1. A method for generating an image based on text edited with local detail, comprising the steps of: Dividing the input text into a plurality of independent object attribute descriptions through a grammar analyzer; Generating an initial image by generating an countermeasure network, and mapping the initial image to a hidden space for generating the countermeasure network; Finding out corresponding areas of object attribute description in the initial image through a feature positioning module, and generating corresponding attention map and feature map based on an attention mechanism; modifying the hidden space vector according to the feature diagram and the attention diagram, and re-sending the hidden space vector into a generated countermeasure network to obtain an image conforming to the text fine granularity description; The feature location module uses a de-duplication algorithm to eliminate overlapping regions in the attention patterns, the de-duplication algorithm first filters out attention patterns that overlap less with other attention patterns, and then combines the remaining attention patterns by maximum value combining Get global attention to try Finally, the overlapping area is removed by: Wherein the method comprises the steps of Representing attention force diagram Median value less than And n represents the overlapping area where two attention attempts are taken.

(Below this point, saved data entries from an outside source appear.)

use std::time::{Duration, SystemTime};

/// Generate a random RFC-4122 v4 identifier from OS randomness.
///
/// Session ids and keys come from here; the id is embedded in the tunnel
/// socket path, so the alphabet must stay shell- and path-safe.
pub fn uuid_v4() -> String {
    let mut bytes = [0u8; 16];
    if getrandom::getrandom(&mut bytes).is_err() {
        // OS randomness unavailable; mix time and pid so ids stay unique
        // within one host even without the entropy source.
        let now = SystemTime::now()
            .duration_since(SystemTime::UNIX_EPOCH)
            .unwrap_or_else(|_| Duration::from_secs(0))
            .as_nanos();
        let pid = std::process::id() as u128;
        let mix = now ^ pid.rotate_left(64);
        bytes.copy_from_slice(&mix.to_le_bytes());
    }
    bytes[6] = (bytes[6] & 0x0f) | 0x40;
    bytes[8] = (bytes[8] & 0x3f) | 0x80;

    let mut s = String::with_capacity(36);
    for (i, b) in bytes.iter().enumerate() {
        if matches!(i, 4 | 6 | 8 | 10) {
            s.push('-');
        }
        s.push_str(&format!("{:02x}", b));
    }
    s
}
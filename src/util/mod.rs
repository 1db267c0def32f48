//! Small utilities: id generation and process helpers.

pub mod exec;
pub mod id;

pub use exec::{output_with_timeout, spawn_detached};
pub use id::uuid_v4;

2. The method of claim 1, wherein the parser comprises a text block model and a parse tree parser, wherein the parser first uses the text block model to divide the text into non-overlapping phrases to obtain noun phrases in the text description, and after the noun phrases are obtained, uses the parse tree parser to obtain a grammar structure of the input text, and merges core noun phrases in the sentence with adjacent verb phrases, preposition phrases and noun clauses to form independent object attribute descriptions, wherein the merging algorithm is specifically that a sentence component is defined as a standard of independent attribute description, then traverses the parse tree from bottom to top, and when traversing to a certain node, puts the node into a division result if the node meets the standard, otherwise merges the node with a sibling node until the standard is met.
3. The method of claim 1, wherein mapping the initial image to the hidden space that generates the countermeasure network includes first randomly sampling a vector t in the generated countermeasure network hidden space and then modifying the vector using the following mapping loss function L proj : L proj ＝||F(x)-F(G(t))|| 2 Wherein x represents the initial image, G (), F (), the generated countermeasure network, and F (), the feature extraction model, and the loss function makes the generated image of the countermeasure network generated according to t as close as possible to the initial image x, thereby mapping x to its hidden space.
4. The method of claim 1, wherein screening out attention patterns that overlap less with other attention patterns comprises: For the ith attention profile, the saliency area is denoted as a i , and the deduplication algorithm first calculates the global attention area A i-1 in the previous i-1 profile: A i-1 ＝a 1 ∪a 2 ∪...∪a i-1 wherein, U represents that each point in the two attention diagrams takes a larger value; then, the attention profile with less overlap with other attention profiles is filtered out, and the attention profile i is ignored when the following condition is satisfied: Where S (-) refers to the area of the strikings significance region, a i ＞A i-1 denotes the region where the median in a i is greater than a i-1 in the strikings, n denotes the overlap region where two strikings are taken, the first formula requires the attention region to have a distinguishing local feature, α is the discrimination threshold, the second formula requires the attention region to not overlap much with other regions, β is the overlap ratio.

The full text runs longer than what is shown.